Page 19 of A Rush of Wings


  Chaos song, dark and twisted and pulsing, flowed into Lucien’s scorched mind. Maker. Unmaker. Unguided and abandoned.

  He knew in that moment he’d failed his son. Just as he’d failed Genevieve. Just as he’d failed Yahweh.

  The tall spires of a church loomed up beneath him; weathered black steeples filled his vision. He crashed through the ancient wood, plummeting through attic and ceiling and thick wood beams, body spinning with each blow. His bones broke. Fractured wood punctured his wings. Pain enveloped him in a red-hot web.

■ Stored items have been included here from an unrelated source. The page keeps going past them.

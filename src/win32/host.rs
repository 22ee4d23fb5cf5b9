use std::mem::size_of;

use windows::{
    core::w,
    Win32::{
        Foundation::{HWND, POINT, RECT, WPARAM},
        Graphics::Gdi::ScreenToClient,
        UI::{
            Controls::{CloseThemeData, GetThemePartSize, OpenThemeData, CS_ACTIVE, TS_TRUE, WP_CAPTION},
            HiDpi::{GetDpiForWindow, GetSystemMetricsForDpi},
            WindowsAndMessaging::{
                DefWindowProcW, GetClientRect, GetWindowPlacement, IsIconic, SHOW_WINDOW_CMD,
                SM_CXFRAME, SM_CXMAXIMIZED, SM_CXPADDEDBORDER, SM_CYFRAME, SM_CYMAXIMIZED,
                SM_XVIRTUALSCREEN, SM_YVIRTUALSCREEN, SW_SHOWMAXIMIZED, WINDOWPLACEMENT,
                WM_NCHITTEST,
            },
        },
    },
};

use crate::error::{ChromeError, Result};
use crate::hit_test::{codes, FrameRegion};
use crate::host::{DefaultHit, Host, SystemMetric};
use crate::rect::{Point, Rect};

use super::{make_point_param, to_point, to_rect};

/// [`Host`] over a live `HWND`. Every call queries the system afresh.
pub(super) struct Win32Host {
    handle: HWND,
}

impl Win32Host {
    pub(super) fn new(handle: HWND) -> Self {
        Self { handle }
    }
}

fn host_error(query: &'static str, e: windows::core::Error) -> ChromeError {
    ChromeError::HostQuery {
        query,
        message: e.message().to_string(),
    }
}

impl Host for Win32Host {
    fn client_rect(&self) -> Result<Rect> {
        let mut rect = RECT::default();
        unsafe { GetClientRect(self.handle, &mut rect) }
            .map_err(|e| host_error("GetClientRect", e))?;
        Ok(to_rect(rect))
    }

    fn dpi(&self) -> u32 {
        unsafe { GetDpiForWindow(self.handle) }
    }

    fn is_maximized(&self) -> Result<bool> {
        let mut placement = WINDOWPLACEMENT {
            length: size_of::<WINDOWPLACEMENT>() as u32,
            ..Default::default()
        };
        unsafe { GetWindowPlacement(self.handle, &mut placement) }
            .map_err(|e| host_error("GetWindowPlacement", e))?;
        Ok(SHOW_WINDOW_CMD(placement.showCmd as _) == SW_SHOWMAXIMIZED)
    }

    fn is_minimized(&self) -> bool {
        unsafe { IsIconic(self.handle) }.as_bool()
    }

    fn caption_height(&self) -> Result<i32> {
        let theme = unsafe { OpenThemeData(self.handle, w!("WINDOW")) };
        if theme.0 == 0 {
            return Err(ChromeError::ThemeUnavailable("WINDOW".to_owned()));
        }

        let size = unsafe { GetThemePartSize(theme, None, WP_CAPTION.0, CS_ACTIVE.0, None, TS_TRUE) };
        if let Err(e) = unsafe { CloseThemeData(theme) } {
            tracing::warn!("Failed to close theme data: {}", e.message());
        }

        size.map(|size| size.cy)
            .map_err(|e| ChromeError::ThemeUnavailable(e.message().to_string()))
    }

    fn system_metric(&self, metric: SystemMetric, dpi: u32) -> i32 {
        let index = match metric {
            SystemMetric::FrameX => SM_CXFRAME,
            SystemMetric::FrameY => SM_CYFRAME,
            SystemMetric::PaddedBorder => SM_CXPADDEDBORDER,
            SystemMetric::MaximizedWidth => SM_CXMAXIMIZED,
            SystemMetric::MaximizedHeight => SM_CYMAXIMIZED,
            SystemMetric::VirtualScreenX => SM_XVIRTUALSCREEN,
            SystemMetric::VirtualScreenY => SM_YVIRTUALSCREEN,
        };
        unsafe { GetSystemMetricsForDpi(index, dpi) }
    }

    fn default_hit_test(&self, screen: Point) -> DefaultHit {
        let hit = unsafe {
            DefWindowProcW(self.handle, WM_NCHITTEST, WPARAM(0), make_point_param(screen))
        };

        match hit.0 as u32 {
            codes::HTCLIENT => DefaultHit::ClientArea,
            code => DefaultHit::Frame(FrameRegion::from_code(code)),
        }
    }

    fn screen_to_client(&self, screen: Point) -> Point {
        let mut point = POINT {
            x: screen.x,
            y: screen.y,
        };
        unsafe { ScreenToClient(self.handle, &mut point) };
        to_point(point)
    }
}
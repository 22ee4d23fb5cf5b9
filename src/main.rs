#![cfg_attr(not(debug_assertions), windows_subsystem = "windows")]

use anyhow::Result;
use caption_chrome::{logging, ChromeConfig};

#[cfg(windows)]
fn main() -> Result<()> {
    logging::init_default();

    let config = ChromeConfig::new().with_top_resize_band(true);
    caption_chrome::win32::run(config, "Caption Chrome")
}

#[cfg(not(windows))]
fn main() -> Result<()> {
    logging::init_default();

    let config = ChromeConfig::new();
    tracing::error!(?config, "caption-chrome needs a Win32 host");
    Err(anyhow::anyhow!("caption-chrome only runs on Windows"))
}
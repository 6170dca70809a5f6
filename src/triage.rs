// src/triage.rs

use log::{debug, info, warn};
use std::collections::HashSet;
use std::fmt;
use std::time::Duration;

use crate::cfg::Config;
use crate::error::{Error, Result, Stage};
use crate::export::{DurableWrite, ExportWriter};
use crate::gmail::GmailClient;
use crate::message::{MessageExcerpt, MessageId};
use crate::oauth2;
use crate::store::{labels, MailStore, MAX_PAGE_SIZE};

/// Outcome of the retrieval stage.
#[derive(Debug, Default, Clone, PartialEq)]
pub struct Retrieval {
    /// Exported ids in export order; the mark-read batch.
    pub accumulator: Vec<MessageId>,
    /// Messages left alone because of a skip label.
    pub skipped: usize,
    /// Messages whose fetch failed and were skipped.
    pub failed: usize,
}

/// Counts for one run, logged when it finishes.
#[derive(Debug, Default, Clone, PartialEq)]
pub struct RunSummary {
    pub exported: usize,
    pub skipped: usize,
    pub failed: usize,
    pub marked_read: usize,
    pub deleted: usize,
}

impl fmt::Display for RunSummary {
    fn fmt(&self, f: &mut fmt::Formatter<'_>) -> fmt::Result {
        write!(
            f,
            "exported={} skipped={} failed={} marked_read={} deleted={}",
            self.exported, self.skipped, self.failed, self.marked_read, self.deleted
        )
    }
}

pub struct Triage<'a, S: MailStore> {
    pub store: S,
    config: &'a Config,
}

impl<'a, S: MailStore> Triage<'a, S> {
    pub fn new(store: S, config: &'a Config) -> Self {
        debug!(
            "Initializing Triage for '{}' with {} retrieve queries, {} delete queries, limit {}",
            config.account,
            config.retrieve_queries.len(),
            config.delete_queries.len(),
            config.limit,
        );
        Triage { store, config }
    }

    /// Retrieve, then mark read, then delete. Stops at the first fatal error.
    pub fn execute<W: DurableWrite>(&mut self, writer: &mut ExportWriter<W>) -> Result<RunSummary> {
        debug!("Entering Triage.execute");

        let retrieval = self.retrieve(writer)?;
        let marked_read = self.mark_read(&retrieval.accumulator)?;
        let deleted = self.delete_matching()?;

        let summary = RunSummary {
            exported: retrieval.accumulator.len(),
            skipped: retrieval.skipped,
            failed: retrieval.failed,
            marked_read,
            deleted,
        };
        info!("✅ Run complete: {}", summary);
        Ok(summary)
    }

    /// Export up to `limit` messages across all retrieve queries, in order.
    ///
    /// Result pages are requested lazily, sized to what is left of the limit.
    /// The sink is synced before returning, so every id in the accumulator
    /// has its excerpt on disk before anything is marked read.
    pub fn retrieve<W: DurableWrite>(&mut self, writer: &mut ExportWriter<W>) -> Result<Retrieval> {
        let config = self.config;
        let limit = config.limit;
        info!(
            "→ Phase 1: retrieving up to {} messages for {} queries",
            limit,
            config.retrieve_queries.len()
        );

        let mut out = Retrieval::default();
        let mut seen: HashSet<MessageId> = HashSet::new();

        for query in &config.retrieve_queries {
            if out.accumulator.len() >= limit {
                info!("Retrieve limit of {} reached; skipping remaining queries", limit);
                break;
            }

            info!("Retrieve q: {}", query);
            let mut page_token: Option<String> = None;
            loop {
                let page_size = (limit - out.accumulator.len()).min(MAX_PAGE_SIZE);
                let page = self
                    .store
                    .search_page(&config.account, query, page_size, page_token.as_deref())
                    .map_err(|e| Error::remote(Stage::Retrieve, e))?;
                debug!("Search page returned {} messages", page.ids.len());

                self.export_page(page.ids, writer, &mut seen, &mut out)?;

                if out.accumulator.len() >= limit {
                    info!("Exceeded retrieve limit per execution.");
                    break;
                }
                match page.next_page_token {
                    Some(token) => page_token = Some(token),
                    None => break,
                }
            }
            info!("Retrieved {} mails.", out.accumulator.len());
        }

        if !out.accumulator.is_empty() {
            writer.sync()?;
        }
        Ok(out)
    }

    fn export_page<W: DurableWrite>(
        &mut self,
        ids: Vec<MessageId>,
        writer: &mut ExportWriter<W>,
        seen: &mut HashSet<MessageId>,
        out: &mut Retrieval,
    ) -> Result<()> {
        let account = self.config.account.as_str();
        for id in ids {
            if out.accumulator.len() >= self.config.limit {
                break;
            }
            if seen.contains(&id) {
                debug!("{} already exported in this run", id);
                continue;
            }

            let msg = match self.store.fetch_metadata(account, &id) {
                Ok(msg) => msg,
                Err(e) => {
                    warn!("Skipping {}: fetch failed: {}", id, e);
                    out.failed += 1;
                    continue;
                }
            };

            if let Some(label) = self.config.skip_labels.matched(&msg.label_ids) {
                debug!("Skipping {}: has skip label {}", id, label);
                out.skipped += 1;
                continue;
            }

            writer.append(&MessageExcerpt::extract(msg))?;

            // only after the excerpt is written
            seen.insert(id.clone());
            out.accumulator.push(id);
        }
        Ok(())
    }

    /// One batched UNREAD removal for every exported id. Empty input sends nothing.
    pub fn mark_read(&mut self, ids: &[MessageId]) -> Result<usize> {
        info!("→ Phase 2: marking {} messages as read", ids.len());
        if ids.is_empty() {
            debug!("Nothing to mark as read");
            return Ok(0);
        }
        if self.config.dry_run {
            info!("DRY-RUN would change {} mails to READ: {:?}", ids.len(), ids);
            return Ok(0);
        }

        self.store
            .batch_remove_label(&self.config.account, ids, labels::UNREAD)
            .map_err(|e| Error::remote(Stage::MarkRead, e))?;
        info!("Change {} mails to READ.", ids.len());
        Ok(ids.len())
    }

    /// One batched delete per delete query that matches anything.
    pub fn delete_matching(&mut self) -> Result<usize> {
        let account = self.config.account.as_str();
        info!("→ Phase 3: applying {} delete queries", self.config.delete_queries.len());

        let mut deleted = 0;
        for query in &self.config.delete_queries {
            info!("Delete q: {}", query);
            let ids = self
                .store
                .search(account, query)
                .map_err(|e| Error::remote(Stage::Delete, e))?;

            if ids.is_empty() {
                info!("No mail found for q: {}", query);
                continue;
            }
            if self.config.dry_run {
                info!("DRY-RUN would delete {} mails for q: {}", ids.len(), query);
                continue;
            }

            self.store
                .batch_delete(account, &ids)
                .map_err(|e| Error::remote(Stage::Delete, e))?;
            info!("🗑 Deleted {} mails for q: {}", ids.len(), query);
            deleted += ids.len();
        }

        Ok(deleted)
    }
}

/// Acquire a session, open the sink, and run the pipeline against Gmail.
pub fn run(config: &Config) -> Result<RunSummary> {
    let timeout = Duration::from_secs(config.timeout_secs);
    let session = oauth2::get_session(&config.credentials_path()?, &config.token_path()?, timeout)?;
    let client = GmailClient::new(session, timeout, config.max_retries);
    let mut writer = ExportWriter::open(&config.output_file)?;

    Triage::new(client, config).execute(&mut writer)
}
// src/export.rs
//
// Append-only JSON-lines sink for message excerpts.

use log::debug;
use std::fs::{File, OpenOptions};
use std::io::{self, Write};
use std::path::{Path, PathBuf};

use crate::error::{Error, Result};
use crate::message::MessageExcerpt;

/// A sink whose written bytes can be forced to stable storage.
pub trait DurableWrite: Write {
    fn sync(&mut self) -> io::Result<()>;
}

impl DurableWrite for File {
    fn sync(&mut self) -> io::Result<()> {
        self.sync_data()
    }
}

/// In-memory sinks have nothing to sync.
impl DurableWrite for Vec<u8> {
    fn sync(&mut self) -> io::Result<()> {
        Ok(())
    }
}

/// Writes one excerpt per line to an append-only sink.
pub struct ExportWriter<W: Write> {
    sink: W,
    path: PathBuf,
    written: usize,
}

impl ExportWriter<File> {
    /// Open `path` for appending, creating it if absent. Never truncates.
    pub fn open(path: &Path) -> Result<Self> {
        debug!("Opening output sink {}", path.display());

        let mut options = OpenOptions::new();
        options.create(true).append(true);
        #[cfg(unix)]
        {
            use std::os::unix::fs::OpenOptionsExt;
            options.mode(0o600);
        }

        let file = options.open(path).map_err(|source| Error::Sink {
            path: path.to_path_buf(),
            source,
        })?;
        Ok(Self::new(file, path))
    }
}

impl<W: Write> ExportWriter<W> {
    /// Wrap an arbitrary writer; `path` is only used in diagnostics.
    pub fn new(sink: W, path: &Path) -> Self {
        Self {
            sink,
            path: path.to_path_buf(),
            written: 0,
        }
    }

    /// Serialize `excerpt` and append it as a single flushed line.
    pub fn append(&mut self, excerpt: &MessageExcerpt) -> Result<()> {
        let mut line = serde_json::to_vec(excerpt).map_err(|e| self.sink_error(e.into()))?;
        line.push(b'\n');

        self.sink
            .write_all(&line)
            .and_then(|_| self.sink.flush())
            .map_err(|e| self.sink_error(e))?;

        self.written += 1;
        debug!("Exported {} to {}", excerpt.id(), self.path.display());
        Ok(())
    }

    /// Number of excerpts appended through this writer.
    pub fn written(&self) -> usize {
        self.written
    }

    pub fn into_inner(self) -> W {
        self.sink
    }

    fn sink_error(&self, source: io::Error) -> Error {
        Error::Sink {
            path: self.path.clone(),
            source,
        }
    }
}

impl<W: DurableWrite> ExportWriter<W> {
    /// Flush and force every appended line to disk.
    pub fn sync(&mut self) -> Result<()> {
        self.sink
            .flush()
            .and_then(|_| self.sink.sync())
            .map_err(|e| self.sink_error(e))?;
        debug!("Synced {} excerpts to {}", self.written, self.path.display());
        Ok(())
    }
}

  Like a star, Lucien fell into a gleaming chamber. Above him the words SANCTUS SANCTUS SANCTUS DOMINUS DEUS SABAOTH curved across the high arched ceiling.

  His pain backwashed into the link. Dante’s song faltered, and then stopped.

 

  Using the last of his strength, Lucien closed the link between them. Then he smashed into the thick wood pews. Pain wracked his body as splintered slabs of polished wood flew up into the candle-perfumed air of St. Louis Cathedral. He hit the floor.

  The golden ceiling whirled. SANCTUSSANCTUSSANCTUS blurred into a streak of amber paint.

  Lucien fell into darkness.

  ***

  HEATHER DRIFTED UP FROM the dreamless dark. Her head ached. She opened her eyes and stared into a cloud-smudged night sky. She was on the ground—hard, damp gravel judging by the way her back felt. Her thoughts spun backward.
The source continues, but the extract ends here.